Raw data:
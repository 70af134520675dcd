// libs/appointment-cell/src/handlers.rs
use std::sync::Arc;

use axum::{
    extract::{Path, Query, State},
    http::StatusCode,
    Json,
};
use chrono::{Local, NaiveDate};
use serde::Deserialize;
use serde_json::{json, Value};
use tracing::{debug, warn};

use doctor_cell::DoctorDirectory;
use shared_models::error::AppError;
use shared_utils::dates::{format_date, parse_date};

use crate::models::{AppointmentError, BookAppointmentRequest};
use crate::services::{group_by_date, AppointmentStore, BookingService};

#[derive(Clone)]
pub struct AppointmentState {
    pub directory: Arc<DoctorDirectory>,
    pub store: Arc<AppointmentStore>,
}

impl AppointmentState {
    fn booking(&self) -> BookingService {
        BookingService::new(self.directory.clone(), self.store.clone())
    }
}

// ==============================================================================
// QUERY PARAMETER STRUCTS
// ==============================================================================

#[derive(Debug, Default, Deserialize)]
pub struct ScheduleQuery {
    /// Overrides the server's local date for day labels.
    pub today: Option<String>,
}

#[derive(Debug, Deserialize)]
pub struct AvailableSlotsQuery {
    pub date: String,
}

fn parse_day(raw: &str) -> Result<NaiveDate, AppError> {
    parse_date(raw).ok_or_else(|| AppError::BadRequest(format!("Invalid date {:?}, expected yyyy-MM-dd", raw)))
}

fn to_app_error(error: AppointmentError) -> AppError {
    match error {
        AppointmentError::NotFound(_) | AppointmentError::DoctorNotFound(_) => {
            AppError::NotFound(error.to_string())
        }
        AppointmentError::Validation(_) | AppointmentError::DoctorNotAccepting(_) => {
            AppError::ValidationError(error.to_string())
        }
        AppointmentError::SlotNotOffered { .. } | AppointmentError::SlotAlreadyBooked { .. } => {
            AppError::Conflict(error.to_string())
        }
        AppointmentError::Storage(e) => AppError::Storage(e.to_string()),
        AppointmentError::Serialization(e) => AppError::Internal(e.to_string()),
    }
}

fn confirmation_message(doctor_name: &str, date: &str, time_slot: &str) -> String {
    let when = parse_date(date)
        .map(|d| d.format("%B %-d, %Y").to_string())
        .unwrap_or_else(|| date.to_string());
    format!(
        "Your appointment with {} on {} at {} has been confirmed.",
        doctor_name, when, time_slot
    )
}

// ==============================================================================
// APPOINTMENT HANDLERS
// ==============================================================================

#[axum::debug_handler]
pub async fn list_appointments(
    State(state): State<AppointmentState>,
) -> Result<Json<Value>, AppError> {
    let appointments = state.store.list().await;

    Ok(Json(json!({
        "appointments": appointments,
        "total": appointments.len()
    })))
}

#[axum::debug_handler]
pub async fn get_schedule(
    State(state): State<AppointmentState>,
    Query(query): Query<ScheduleQuery>,
) -> Result<Json<Value>, AppError> {
    let today = match query.today.as_deref().map(str::trim) {
        None | Some("") => Local::now().date_naive(),
        Some(raw) => parse_day(raw)?,
    };

    let appointments = state.store.list().await;
    let days = group_by_date(&appointments, today);
    debug!("Schedule has {} days relative to {}", days.len(), today);

    Ok(Json(json!({ "days": days })))
}

#[axum::debug_handler]
pub async fn book_appointment(
    State(state): State<AppointmentState>,
    Json(request): Json<BookAppointmentRequest>,
) -> Result<(StatusCode, Json<Value>), AppError> {
    debug!("Booking request for doctor {}", request.doctor_id);

    let appointment = state.booking().book(request).await.map_err(|e| {
        warn!("Booking rejected: {}", e);
        to_app_error(e)
    })?;

    let message = confirmation_message(&appointment.doctor_name, &appointment.date, &appointment.time_slot);

    Ok((
        StatusCode::CREATED,
        Json(json!({
            "success": true,
            "appointment": appointment,
            "message": message
        })),
    ))
}

#[axum::debug_handler]
pub async fn get_appointment(
    State(state): State<AppointmentState>,
    Path(appointment_id): Path<String>,
) -> Result<Json<Value>, AppError> {
    let appointment = state
        .store
        .get(&appointment_id)
        .await
        .ok_or_else(|| AppError::NotFound(format!("Appointment {} not found", appointment_id)))?;

    Ok(Json(json!(appointment)))
}

#[axum::debug_handler]
pub async fn cancel_appointment(
    State(state): State<AppointmentState>,
    Path(appointment_id): Path<String>,
) -> Result<Json<Value>, AppError> {
    let removed = state.booking().cancel(&appointment_id).await.map_err(to_app_error)?;

    Ok(Json(json!({
        "success": true,
        "id": removed.id
    })))
}

#[axum::debug_handler]
pub async fn get_available_slots(
    State(state): State<AppointmentState>,
    Path(doctor_id): Path<String>,
    Query(query): Query<AvailableSlotsQuery>,
) -> Result<Json<Value>, AppError> {
    let date = parse_day(&query.date)?;
    let date = format_date(date);

    let slots = state
        .booking()
        .available_time_slots(&doctor_id, &date)
        .await
        .map_err(to_app_error)?;

    Ok(Json(json!({
        "doctor_id": doctor_id,
        "date": date,
        "total": slots.len(),
        "slots": slots
    })))
}
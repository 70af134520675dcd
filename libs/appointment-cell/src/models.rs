// libs/appointment-cell/src/models.rs
use std::fmt;

use serde::{Deserialize, Serialize};
use thiserror::Error;

use shared_database::StorageError;

// ==============================================================================
// CORE APPOINTMENT MODELS
// ==============================================================================

#[derive(Debug, Clone, PartialEq, Eq, Serialize, Deserialize)]
#[serde(rename_all = "camelCase")]
pub struct Appointment {
    pub id: String,
    pub doctor_id: String,
    pub doctor_name: String,
    /// `yyyy-MM-dd`
    pub date: String,
    /// `HH:mm`
    pub time_slot: String,
    pub patient_name: String,
    #[serde(default, skip_serializing_if = "Option::is_none")]
    pub reason: Option<String>,
}

impl Appointment {
    /// First eight characters of the id, as shown on appointment badges.
    pub fn short_id(&self) -> &str {
        match self.id.char_indices().nth(8) {
            Some((idx, _)) => &self.id[..idx],
            None => &self.id,
        }
    }

    pub fn occupies(&self, doctor_id: &str, date: &str, time_slot: &str) -> bool {
        self.doctor_id == doctor_id && self.date == date && self.time_slot == time_slot
    }
}

// ==============================================================================
// REQUEST/RESPONSE MODELS
// ==============================================================================

#[derive(Debug, Clone, Default, Serialize, Deserialize)]
#[serde(rename_all = "camelCase")]
pub struct BookAppointmentRequest {
    pub doctor_id: String,
    pub date: Option<String>,
    pub time_slot: Option<String>,
    #[serde(default)]
    pub patient_name: String,
    pub reason: Option<String>,
}

#[derive(Debug, Clone, PartialEq, Eq, Serialize)]
#[serde(rename_all = "camelCase")]
pub struct AppointmentDay {
    pub date: String,
    pub label: String,
    pub is_past: bool,
    pub is_today: bool,
    pub appointments: Vec<Appointment>,
}

#[derive(Debug, Clone, Copy, PartialEq, Eq, Serialize)]
#[serde(rename_all = "snake_case")]
pub enum BookingField {
    Date,
    TimeSlot,
    PatientName,
}

#[derive(Debug, Clone, PartialEq, Eq, Serialize)]
pub struct FieldError {
    pub field: BookingField,
    pub message: String,
}

impl FieldError {
    pub fn new(field: BookingField, message: &str) -> Self {
        Self {
            field,
            message: message.to_string(),
        }
    }
}

#[derive(Debug, Clone, PartialEq, Eq)]
pub struct FieldErrors(pub Vec<FieldError>);

impl fmt::Display for FieldErrors {
    fn fmt(&self, f: &mut fmt::Formatter<'_>) -> fmt::Result {
        let messages: Vec<&str> = self.0.iter().map(|e| e.message.as_str()).collect();
        f.write_str(&messages.join("; "))
    }
}

// ==============================================================================
// ERRORS
// ==============================================================================

#[derive(Error, Debug)]
pub enum AppointmentError {
    #[error("Appointment not found: {0}")]
    NotFound(String),

    #[error("Doctor not found: {0}")]
    DoctorNotFound(String),

    #[error("{0} is not accepting new patients")]
    DoctorNotAccepting(String),

    #[error("{0}")]
    Validation(FieldErrors),

    #[error("{doctor_name} has no slot at {date} {time_slot}")]
    SlotNotOffered {
        doctor_name: String,
        date: String,
        time_slot: String,
    },

    #[error("The {date} {time_slot} slot with {doctor_name} is already booked")]
    SlotAlreadyBooked {
        doctor_name: String,
        date: String,
        time_slot: String,
    },

    #[error("Storage error: {0}")]
    Storage(#[from] StorageError),

    #[error("Serialization error: {0}")]
    Serialization(#[from] serde_json::Error),
}
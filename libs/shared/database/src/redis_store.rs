use async_trait::async_trait;
use deadpool_redis::{Config, Connection, Pool, Runtime};
use redis::AsyncCommands;
use tracing::{debug, info};

use crate::store::{validate_key, KeyValueStore, StorageError};

pub struct RedisStore {
    pool: Pool,
    prefix: String,
}

impl RedisStore {
    pub async fn connect(redis_url: &str) -> Result<Self, StorageError> {
        Self::connect_with_prefix(redis_url, "clinic:").await
    }

    /// Keys are stored as `<prefix><key>` so several deployments can share one instance.
    pub async fn connect_with_prefix(redis_url: &str, prefix: &str) -> Result<Self, StorageError> {
        let cfg = Config::from_url(redis_url);
        let pool = cfg
            .create_pool(Some(Runtime::Tokio1))
            .map_err(|e| StorageError::Pool(format!("Pool creation error: {}", e)))?;

        let store = Self {
            pool,
            prefix: prefix.to_string(),
        };

        let mut conn = store.get_connection().await?;
        let _: String = redis::cmd("PING").query_async(&mut conn).await?;
        info!("Redis key-value store initialized successfully");

        Ok(store)
    }

    async fn get_connection(&self) -> Result<Connection, StorageError> {
        self.pool
            .get()
            .await
            .map_err(|e| StorageError::Pool(format!("Connection error: {}", e)))
    }

    fn namespaced(&self, key: &str) -> String {
        format!("{}{}", self.prefix, key)
    }
}

#[async_trait]
impl KeyValueStore for RedisStore {
    async fn get(&self, key: &str) -> Result<Option<String>, StorageError> {
        validate_key(key)?;
        let mut conn = self.get_connection().await?;
        let value: Option<String> = conn.get(self.namespaced(key)).await?;
        Ok(value)
    }

    async fn set(&self, key: &str, value: &str) -> Result<(), StorageError> {
        validate_key(key)?;
        let mut conn = self.get_connection().await?;
        let _: () = conn.set(self.namespaced(key), value).await?;
        debug!("Stored {} bytes under {}", value.len(), self.namespaced(key));
        Ok(())
    }

    async fn remove(&self, key: &str) -> Result<(), StorageError> {
        validate_key(key)?;
        let mut conn = self.get_connection().await?;
        let _: () = conn.del(self.namespaced(key)).await?;
        Ok(())
    }

    fn backend_name(&self) -> &'static str {
        "redis"
    }
}
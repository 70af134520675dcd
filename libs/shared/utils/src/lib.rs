pub mod dates;
pub mod test_utils;
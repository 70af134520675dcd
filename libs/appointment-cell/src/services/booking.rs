// libs/appointment-cell/src/services/booking.rs
use std::sync::Arc;

use chrono::Utc;
use rand::Rng;
use tracing::{debug, info, warn};

use doctor_cell::{times_on, Doctor, DoctorDirectory};
use shared_utils::dates::{format_date, parse_date, parse_time};

use crate::models::{
    Appointment, AppointmentError, BookAppointmentRequest, BookingField, FieldError, FieldErrors,
};
use crate::services::store::AppointmentStore;

const ID_ALPHABET: &[u8] = b"0123456789abcdefghijklmnopqrstuvwxyz";
const ID_SUFFIX_LEN: usize = 9;

/// `apt-<unix millis>-<9 base-36 chars>`
pub fn generate_appointment_id() -> String {
    let mut rng = rand::thread_rng();
    let suffix: String = (0..ID_SUFFIX_LEN)
        .map(|_| ID_ALPHABET[rng.gen_range(0..ID_ALPHABET.len())] as char)
        .collect();
    format!("apt-{}-{}", Utc::now().timestamp_millis(), suffix)
}

/// A booking request whose fields passed validation, normalized.
#[derive(Debug, Clone, PartialEq, Eq)]
pub struct ValidatedBooking {
    pub doctor_id: String,
    pub date: String,
    pub time_slot: String,
    pub patient_name: String,
    pub reason: Option<String>,
}

/// Check every form field and report all problems at once.
pub fn validate_request(request: BookAppointmentRequest) -> Result<ValidatedBooking, AppointmentError> {
    let mut errors = Vec::new();

    let date = match request.date.as_deref().map(str::trim).filter(|d| !d.is_empty()) {
        None => {
            errors.push(FieldError::new(BookingField::Date, "Please select a date"));
            None
        }
        Some(raw) => match parse_date(raw) {
            Some(date) => Some(format_date(date)),
            None => {
                errors.push(FieldError::new(BookingField::Date, "Date must be in yyyy-MM-dd format"));
                None
            }
        },
    };

    let time_slot = match request.time_slot.as_deref().map(str::trim).filter(|t| !t.is_empty()) {
        None => {
            errors.push(FieldError::new(BookingField::TimeSlot, "Please select a time slot"));
            None
        }
        Some(raw) => match parse_time(raw) {
            Some(time) => Some(time.format("%H:%M").to_string()),
            None => {
                errors.push(FieldError::new(BookingField::TimeSlot, "Time slot must be in HH:mm format"));
                None
            }
        },
    };

    let patient_name = request.patient_name.trim().to_string();
    if patient_name.is_empty() {
        errors.push(FieldError::new(BookingField::PatientName, "Patient name is required"));
    }

    match (date, time_slot) {
        (Some(date), Some(time_slot)) if errors.is_empty() => Ok(ValidatedBooking {
            doctor_id: request.doctor_id.trim().to_string(),
            date,
            time_slot,
            patient_name,
            reason: request
                .reason
                .map(|r| r.trim().to_string())
                .filter(|r| !r.is_empty()),
        }),
        _ => Err(AppointmentError::Validation(FieldErrors(errors))),
    }
}

pub struct BookingService {
    directory: Arc<DoctorDirectory>,
    store: Arc<AppointmentStore>,
}

impl BookingService {
    pub fn new(directory: Arc<DoctorDirectory>, store: Arc<AppointmentStore>) -> Self {
        Self { directory, store }
    }

    fn doctor(&self, doctor_id: &str) -> Result<&Doctor, AppointmentError> {
        self.directory
            .get(doctor_id)
            .ok_or_else(|| AppointmentError::DoctorNotFound(doctor_id.to_string()))
    }

    /// Times the doctor offers on `date` that nobody has booked yet.
    pub async fn available_time_slots(&self, doctor_id: &str, date: &str) -> Result<Vec<String>, AppointmentError> {
        let doctor = self.doctor(doctor_id)?;
        let booked = self.store.list().await;

        let slots: Vec<String> = times_on(doctor, date)
            .into_iter()
            .filter(|time| !booked.iter().any(|a| a.occupies(&doctor.id, date, time)))
            .collect();

        debug!("{} has {} open slots on {}", doctor.name, slots.len(), date);
        Ok(slots)
    }

    pub async fn book(&self, request: BookAppointmentRequest) -> Result<Appointment, AppointmentError> {
        let booking = validate_request(request)?;
        let doctor = self.doctor(&booking.doctor_id)?;

        if !doctor.accepting_new_patients {
            warn!("Rejected booking for {}: not accepting new patients", doctor.name);
            return Err(AppointmentError::DoctorNotAccepting(doctor.name.clone()));
        }

        if !doctor.offers_slot(&booking.date, &booking.time_slot) {
            return Err(AppointmentError::SlotNotOffered {
                doctor_name: doctor.name.clone(),
                date: booking.date,
                time_slot: booking.time_slot,
            });
        }

        let appointment = Appointment {
            id: generate_appointment_id(),
            doctor_id: doctor.id.clone(),
            doctor_name: doctor.name.clone(),
            date: booking.date,
            time_slot: booking.time_slot,
            patient_name: booking.patient_name,
            reason: booking.reason,
        };

        self.store
            .append_checked(appointment.clone(), |existing| {
                let taken = existing
                    .iter()
                    .any(|a| a.occupies(&appointment.doctor_id, &appointment.date, &appointment.time_slot));
                if taken {
                    return Err(AppointmentError::SlotAlreadyBooked {
                        doctor_name: appointment.doctor_name.clone(),
                        date: appointment.date.clone(),
                        time_slot: appointment.time_slot.clone(),
                    });
                }
                Ok(())
            })
            .await?;

        info!(
            "Booked {} with {} on {} at {}",
            appointment.id, appointment.doctor_name, appointment.date, appointment.time_slot
        );
        Ok(appointment)
    }

    pub async fn cancel(&self, appointment_id: &str) -> Result<Appointment, AppointmentError> {
        let removed = self.store.remove(appointment_id).await?;
        info!("Cancelled appointment {} with {}", removed.id, removed.doctor_name);
        Ok(removed)
    }
}
use std::sync::Arc;

use axum::{routing::get, Router};

use crate::handlers;
use crate::services::DoctorDirectory;

pub fn doctor_routes(directory: Arc<DoctorDirectory>) -> Router {
    Router::new()
        .route("/", get(handlers::search_doctors))
        .route("/specialties", get(handlers::list_specialties))
        .route("/{doctor_id}", get(handlers::get_doctor))
        .with_state(directory)
}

Work task: Write out the records above exactly, from the opening line to the line with "QUERY PARAMETER STRUCTS", including both, with nothing added.

Problem solution:
repository 70af134520675dcd
// libs/appointment-cell/src/handlers.rs
use std::sync::Arc;

use axum::{
    extract::{Path, Query, State},
    http::StatusCode,
    Json,
};
use chrono::{Local, NaiveDate};
use serde::Deserialize;
use serde_json::{json, Value};
use tracing::{debug, warn};

use doctor_cell::DoctorDirectory;
use shared_models::error::AppError;
use shared_utils::dates::{format_date, parse_date};

use crate::models::{AppointmentError, BookAppointmentRequest};
use crate::services::{group_by_date, AppointmentStore, BookingService};

#[derive(Clone)]
pub struct AppointmentState {
    pub directory: Arc<DoctorDirectory>,
    pub store: Arc<AppointmentStore>,
}

impl AppointmentState {
    fn booking(&self) -> BookingService {
        BookingService::new(self.directory.clone(), self.store.clone())
    }
}

// ==============================================================================
// QUERY PARAMETER STRUCTS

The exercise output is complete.